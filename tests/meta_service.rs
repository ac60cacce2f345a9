//! End-to-end tests for the metadata service: a real server on an
//! ephemeral port, real clients, broadcasts included.

use std::sync::Arc;
use std::time::Duration;

use slatefs::meta::{ClientOptions, MetaClient, MetaServer, RemoteOptions, ServerOptions, TlsKeyPair};
use slatefs::{Message, RemoteVersionedStore, StoreError, VersionedStore, VersionedWrapper};
use slatefs::MemoryStore;
use tokio::sync::mpsc;

struct Disposable {
    server: Arc<MetaServer>,
    addr: String,
    serving: tokio::task::JoinHandle<Result<(), StoreError>>,
}

impl Disposable {
    async fn start() -> Self {
        Self::start_with(ServerOptions {
            bind: "127.0.0.1:0".into(),
            ..Default::default()
        })
        .await
    }

    async fn start_with(opts: ServerOptions) -> Self {
        let store = Arc::new(VersionedWrapper::new(Arc::new(MemoryStore::new())));
        let server = MetaServer::new(store, opts);
        let addr = server.listen().await.expect("listen");
        let serving = {
            let server = server.clone();
            tokio::spawn(async move { server.serve().await })
        };
        Self {
            server,
            addr: addr.to_string(),
            serving,
        }
    }

    async fn stop(self) {
        self.server.shutdown().await;
        self.serving.await.expect("join").expect("serve");
    }
}

fn attached_client(addr: &str) -> Arc<MetaClient> {
    MetaClient::new(ClientOptions {
        address: format!("tcp://{addr}"),
        ..Default::default()
    })
}

/// Remote store plus a channel of the broadcasts its client received.
fn remote_store(addr: &str) -> (Arc<RemoteVersionedStore>, mpsc::UnboundedReceiver<Message>) {
    let (tx, rx) = mpsc::unbounded_channel();
    let store = RemoteVersionedStore::new(
        attached_client(addr),
        RemoteOptions {
            change_listener: Some(Arc::new(move |m| {
                let _ = tx.send(m);
            })),
        },
    );
    (store, rx)
}

#[tokio::test]
async fn can_be_shut_down_right_after_start() {
    let server = Disposable::start().await;
    server.stop().await;
}

#[tokio::test]
async fn error_messages_cannot_be_applied() {
    let server = Disposable::start().await;
    let client = attached_client(&server.addr);
    let reply = client
        .request(|tag| Message::error(tag, "test error"))
        .await
        .expect("request");
    match reply {
        Message::Error { text, .. } => {
            assert_eq!(text, "messages of kind ERROR cannot be applied");
        }
        other => panic!("unexpected reply: {other}"),
    }
    server.stop().await;
}

#[tokio::test]
async fn auth_messages_cannot_be_applied_without_auth_config() {
    let server = Disposable::start().await;
    let client = attached_client(&server.addr);
    let reply = client
        .request(|tag| Message::auth(tag, "password"))
        .await
        .expect("request");
    match reply {
        Message::Error { text, .. } => {
            assert_eq!(text, "messages of kind AUTH cannot be applied");
        }
        other => panic!("unexpected reply: {other}"),
    }
    server.stop().await;
}

#[tokio::test]
async fn conflicting_puts_have_exactly_one_winner() {
    let server = Disposable::start().await;
    let (client1, _rx1) = remote_store(&server.addr);
    let (client2, _rx2) = remote_store(&server.addr);

    let err1 = client1.put(1, b"name", b"Alberto").await.err();
    let err2 = client2.put(1, b"name", b"Leonardo").await.err();

    let winner: &[u8] = match (&err1, &err2) {
        (Some(StoreError::StalePut), None) => b"Leonardo",
        (None, Some(StoreError::StalePut)) => b"Alberto",
        other => panic!("expected exactly one stale put, got {other:?}"),
    };

    let (version1, value1) = client1.get(b"name").await.expect("get 1");
    let (version2, value2) = client2.get(b"name").await.expect("get 2");
    assert_eq!(version1, 1);
    assert_eq!(version2, 1);
    assert_eq!(value1, winner);
    assert_eq!(value2, winner);
    server.stop().await;
}

#[tokio::test]
async fn one_client_puts_another_one_gets() {
    let server = Disposable::start().await;

    let (writer, _rx) = remote_store(&server.addr);
    writer.put(1, b"username", b"glenda").await.expect("put");

    let (reader, _rx) = remote_store(&server.addr);
    let (version, value) = reader.get(b"username").await.expect("get");
    assert_eq!(version, 1);
    assert_eq!(value, b"glenda");
    server.stop().await;
}

#[tokio::test]
async fn successful_put_fans_out_to_other_clients() {
    let server = Disposable::start().await;

    let (writer, _rx1) = remote_store(&server.addr);
    let (observer2, mut rx2) = remote_store(&server.addr);
    let (observer3, mut rx3) = remote_store(&server.addr);

    // Dial the observers in so the server has someone to notify.
    assert!(matches!(
        observer2.get(b"warmup").await,
        Err(StoreError::NotFound)
    ));
    assert!(matches!(
        observer3.get(b"warmup").await,
        Err(StoreError::NotFound)
    ));

    writer.put(444, b"foo", b"bar").await.expect("put");

    let seen2 = tokio::time::timeout(Duration::from_secs(5), rx2.recv())
        .await
        .expect("observer 2 broadcast")
        .expect("channel open");
    let seen3 = tokio::time::timeout(Duration::from_secs(5), rx3.recv())
        .await
        .expect("observer 3 broadcast")
        .expect("channel open");
    for seen in [seen2, seen3] {
        match seen {
            Message::Put {
                tag,
                key,
                value,
                version,
            } => {
                assert_eq!(tag, 0);
                assert_eq!(&key[..], b"foo");
                assert_eq!(&value[..], b"bar");
                assert_eq!(version, 444);
            }
            other => panic!("unexpected broadcast: {other}"),
        }
    }

    // Shut the server down first: the observers must answer from their
    // local caches.
    server.stop().await;

    let (version, value) = observer2.get(b"foo").await.expect("local get 2");
    assert_eq!((version, value.as_slice()), (444, &b"bar"[..]));
    let (version, value) = observer3.get(b"foo").await.expect("local get 3");
    assert_eq!((version, value.as_slice()), (444, &b"bar"[..]));
}

#[tokio::test]
async fn broadcast_to_closed_connection_does_not_break_the_put() {
    let server = Disposable::start().await;

    let client1 = attached_client(&server.addr);
    let client2 = attached_client(&server.addr);

    // Attach client2 then close it, so the server holds a dead connection.
    let _ = client2.request(|tag| Message::get(tag, &b"x"[..])).await;
    client2.close().await;

    let reply = client1
        .request(|tag| Message::put(tag, &b"genre"[..], &b"jazz"[..], 1))
        .await
        .expect("put");
    match reply {
        Message::Put {
            key, value, version, ..
        } => {
            assert_eq!(&key[..], b"genre");
            assert_eq!(&value[..], b"jazz");
            assert_eq!(version, 1);
        }
        other => panic!("unexpected reply: {other}"),
    }
    server.stop().await;
}

#[tokio::test]
async fn request_without_server_times_out_or_fails() {
    // Nothing listens here; dialing fails outright.
    let client = MetaClient::new(ClientOptions {
        address: "tcp://127.0.0.1:1".into(),
        request_timeout: Duration::from_millis(200),
        ..Default::default()
    });
    let err = client
        .request(|tag| Message::get(tag, &b"k"[..]))
        .await
        .expect_err("no server");
    assert!(!matches!(err, StoreError::NotFound), "got {err}");
}

mod tls {
    use super::*;

    fn write_key_pair(dir: &std::path::Path) -> TlsKeyPair {
        let certified =
            rcgen::generate_simple_self_signed(vec!["localhost".to_string()]).expect("cert");
        let cert_path = dir.join("cert.pem");
        let key_path = dir.join("key.pem");
        std::fs::write(&cert_path, certified.cert.pem()).expect("write cert");
        std::fs::write(&key_path, certified.key_pair.serialize_pem()).expect("write key");
        TlsKeyPair {
            cert_path: cert_path.display().to_string(),
            key_path: key_path.display().to_string(),
        }
    }

    #[tokio::test]
    async fn password_without_tls_is_rejected_at_listen() {
        let store = Arc::new(VersionedWrapper::new(Arc::new(MemoryStore::new())));
        let server = MetaServer::new(
            store,
            ServerOptions {
                bind: "127.0.0.1:0".into(),
                key_pair: None,
                auth_hash: Some("anything".into()),
            },
        );
        assert!(matches!(
            server.listen().await,
            Err(StoreError::PasswordWithoutTls)
        ));
    }

    #[tokio::test]
    async fn auth_handshake_over_tls() {
        let dir = tempfile::tempdir().expect("tempdir");
        let key_pair = write_key_pair(dir.path());
        let hash = bcrypt::hash("s3cr3t", 4).expect("hash");

        let server = Disposable::start_with(ServerOptions {
            bind: "127.0.0.1:0".into(),
            key_pair: Some(key_pair.clone()),
            auth_hash: Some(hash),
        })
        .await;

        // Correct password: requests work.
        let client = MetaClient::new(ClientOptions {
            address: format!("tls://localhost:{}", server.addr.rsplit(':').next().unwrap()),
            tls_ca_path: Some(key_pair.cert_path.clone()),
            password: Some("s3cr3t".into()),
            ..Default::default()
        });
        let reply = client
            .request(|tag| Message::put(tag, &b"k"[..], &b"v"[..], 1))
            .await
            .expect("authorized put");
        assert!(matches!(reply, Message::Put { .. }));

        // Wrong password: the handshake fails.
        let intruder = MetaClient::new(ClientOptions {
            address: format!("tls://localhost:{}", server.addr.rsplit(':').next().unwrap()),
            tls_ca_path: Some(key_pair.cert_path),
            password: Some("guess".into()),
            ..Default::default()
        });
        let err = intruder
            .request(|tag| Message::get(tag, &b"k"[..]))
            .await
            .expect_err("wrong password");
        assert!(matches!(err, StoreError::Auth(_)), "got {err}");

        server.stop().await;
    }
}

• [To do]:
Please copy out each line of the material that contains the string "warmup".

• [Output of the exercise]:
        observer2.get(b"warmup").await,
        observer3.get(b"warmup").await,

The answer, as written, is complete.